Last Updated: 2009-10-27 12:41:40 UTC
by Lenny Zeltser (Version: 2)
Why bother breaking down the door if you can simply ask to be let in? Social engineering works, both during penetration testing and as part of real-world attacks. This note explores how attackers are using social engineering to compromise computer defenses.
Starting in the Physical World
We have spent most of our lives in the physical world, whose norms we know well. As a result, we tend to trust messages that come to us in the physical world more than those in the "virtual" world of the Internet:
- One example of this was the case of malware that began spreading via parking violation notices, which were placed on windshields of parked cars. The notices attempted to lure victims into visiting a malicious website.
- Other physical world attacks involve phones, whereby attackers use compromised VoIP accounts to leave voice messages that invite victims to call the "bank" to handle a supposed problem with their banking account. Sometimes such "vishing" correspondence arrives via text/SMS messages.

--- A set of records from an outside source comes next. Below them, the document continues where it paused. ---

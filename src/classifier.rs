//! Client for the external sentiment classifier.

use std::time::Duration;

use async_trait::async_trait;
use serde::Serialize;
use serde_json::Value;

use crate::error::ClassificationError;
use crate::models::SentimentLabel;

#[async_trait]
pub trait Classifier: Send + Sync {
    async fn classify(&self, text: &str) -> Result<SentimentLabel, ClassificationError>;
}

#[derive(Serialize)]
struct ClassifyRequest<'a> {
    feedback: &'a str,
}

#[derive(Debug, Clone)]
pub struct HttpClassifier {
    client: reqwest::Client,
    url: String,
    timeout: Duration,
}

impl HttpClassifier {
    pub fn new(url: impl Into<String>, timeout: Duration) -> Result<Self, ClassificationError> {
        let client = reqwest::Client::builder()
            .timeout(timeout)
            .build()
            .map_err(|err| ClassificationError::Transport(err.to_string()))?;
        Ok(Self {
            client,
            url: url.into(),
            timeout,
        })
    }

    fn map_send_error(&self, err: reqwest::Error) -> ClassificationError {
        if err.is_timeout() {
            ClassificationError::Timeout(self.timeout)
        } else {
            ClassificationError::Transport(err.to_string())
        }
    }
}

#[async_trait]
impl Classifier for HttpClassifier {
    async fn classify(&self, text: &str) -> Result<SentimentLabel, ClassificationError> {
        let resp = self
            .client
            .post(&self.url)
            .json(&ClassifyRequest { feedback: text })
            .send()
            .await
            .map_err(|err| self.map_send_error(err))?;

        let status = resp.status();
        if !status.is_success() {
            return Err(ClassificationError::Status {
                status: status.as_u16(),
                message: resp.text().await.unwrap_or_default(),
            });
        }

        let body: Value = resp.json().await.map_err(|err| {
            if err.is_timeout() {
                ClassificationError::Timeout(self.timeout)
            } else {
                ClassificationError::MalformedPayload(err.to_string())
            }
        })?;
        parse_label(&body)
    }
}

/// Extracts the `sentiment` label from a classifier response body.
pub fn parse_label(body: &Value) -> Result<SentimentLabel, ClassificationError> {
    let raw = body
        .get("sentiment")
        .ok_or_else(|| ClassificationError::MalformedPayload("missing `sentiment` field".to_string()))?;
    let label = raw
        .as_str()
        .ok_or_else(|| ClassificationError::UnrecognizedLabel(raw.to_string()))?;
    SentimentLabel::from_label(label)
        .ok_or_else(|| ClassificationError::UnrecognizedLabel(label.to_string()))
}
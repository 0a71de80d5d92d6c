//! Classifies, persists and links one validated submission.

use std::sync::Arc;

use tracing::{error, info, warn};

use crate::classifier::Classifier;
use crate::error::FeedbackError;
use crate::models::{FeedbackDraft, FeedbackRecord, Section, SectionFeedback, Sections, SentimentLabel};
use crate::store::FeedbackStore;
use crate::validate::ValidatedSubmission;

#[derive(Clone)]
pub struct Aggregator {
    classifier: Arc<dyn Classifier>,
    store: Arc<dyn FeedbackStore>,
}

impl Aggregator {
    pub fn new(classifier: Arc<dyn Classifier>, store: Arc<dyn FeedbackStore>) -> Self {
        Self { classifier, store }
    }

    pub async fn classify_sections(
        &self,
        texts: &Sections<String>,
    ) -> Result<Sections<SentimentLabel>, FeedbackError> {
        let classify = |section: Section| async move {
            self.classifier
                .classify(texts.get(section))
                .await
                .map_err(|source| {
                    warn!(section = %section, error = %source, "section classification failed");
                    FeedbackError::Classification { section, source }
                })
        };

        let (course_expertise, course_contents, lab_infrastructure, library_facility) = tokio::try_join!(
            classify(Section::CourseExpertise),
            classify(Section::CourseContents),
            classify(Section::LabInfrastructure),
            classify(Section::LibraryFacility),
        )?;

        Ok(Sections {
            course_expertise,
            course_contents,
            lab_infrastructure,
            library_facility,
        })
    }

    pub async fn submit(&self, submission: ValidatedSubmission) -> Result<FeedbackRecord, FeedbackError> {
        let ValidatedSubmission {
            course_id,
            course_name,
            sections,
        } = submission;

        let labels = self.classify_sections(&sections).await?;
        let draft = FeedbackDraft::new(
            sections.map(|section, text| SectionFeedback::new(text, *labels.get(section))),
        );

        let record = self.store.save(draft).await?;

        if let Err(err) = self.store.link_to_course(course_id, record.id).await {
            error!(
                record_id = %record.id,
                course_id = %course_id,
                error = %err,
                "feedback saved but not linked; record is orphaned"
            );
            return Err(match err {
                link @ FeedbackError::Link { .. } => link,
                other => FeedbackError::Link {
                    record_id: record.id,
                    course_id,
                    reason: other.to_string(),
                },
            });
        }

        info!(
            record_id = %record.id,
            course_id = %course_id,
            course_name = course_name.as_deref().unwrap_or(""),
            overall = %record.overall_sentiment,
            "feedback recorded"
        );
        Ok(record)
    }
}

- In another physical world example, the Conficker worm manipulated the autorun.inf file on the infected USB key to trick the next victim into launching its malicious software.
Other social engineering attacks in the physical world have been effective as part of penetration testing or research:
- Pen testers left USB keys in public areas, waiting for the employees to pick them up and insert them into their PCs at the office.
- Pen testers sent CDs to the targeted organization, waiting for employees to insert them into their PCs at the office.
- Researchers asked people to reveal their passwords in exchange for a pen and chocolates. (I hope many of these passwords were fake.)
Malware Installation Tricks
Attackers increasingly rely on social engineering tactics to trick victims into installing malicious software. There are numerous variations of the approaches seen in the wild, including the following:
- After initially infecting a PC with a fake anti-virus tool, attackers may redirect the victim's searches for technology review sites. The idea is that if the victim wants to determine the legitimacy of the downloaded anti-virus tool like AntiVirus2010, he'll be presented a fabricated review that extols the virtues of the fake product.
- Attackers use search engine optimization (SEO) techniques to direct victims to malicious clones of legitimate sites. One such SEO technique involved entirely mirroring the legitimate sites and DDoS'ing the legitimate sites.
- Malware authors may upload malicious versions of popular software to shareware sites and use botnets to download their files to inflate the download counter, as was performed by the Nugache worm. This tricks the victims into downloading malicious files, because the shareware site shows them as being most popular.
- Social networking sites have been a hotbed for distribution of malware, often by sharing links via compromised accounts. For instance, this technique was employed by the Koobface worm to spread via Facebook, MySpace, and other such sites.
- Spammers often send email messages that look like software upgrade advisories to trick victims into installing malicious programs. One of the recent examples involved a warning to download an upgrade to the Outlook Web Access client. Similar techniques involve the use of fake and real news bulletins, as was the case with malware-infused Michael Jackson spam.
Targeted Attack Tricks
Attackers may profile victims to include the person or company-specific social engineering elements in the intrusion campaign:
- The attacker's email, instant, or social networking messages may be automatically customized based on the user's locale to make them seem more relevant, as was the case with the Waledac worm.
- The attacker's messages may be spoofed to come from a trusted or expected sender, or may include content the victim expects to receive. (Here's another set of examples associated with GhostNet.)
- Attackers may use social networking and resume sites to profile the victim, so their communications are more likely to be read and acted upon.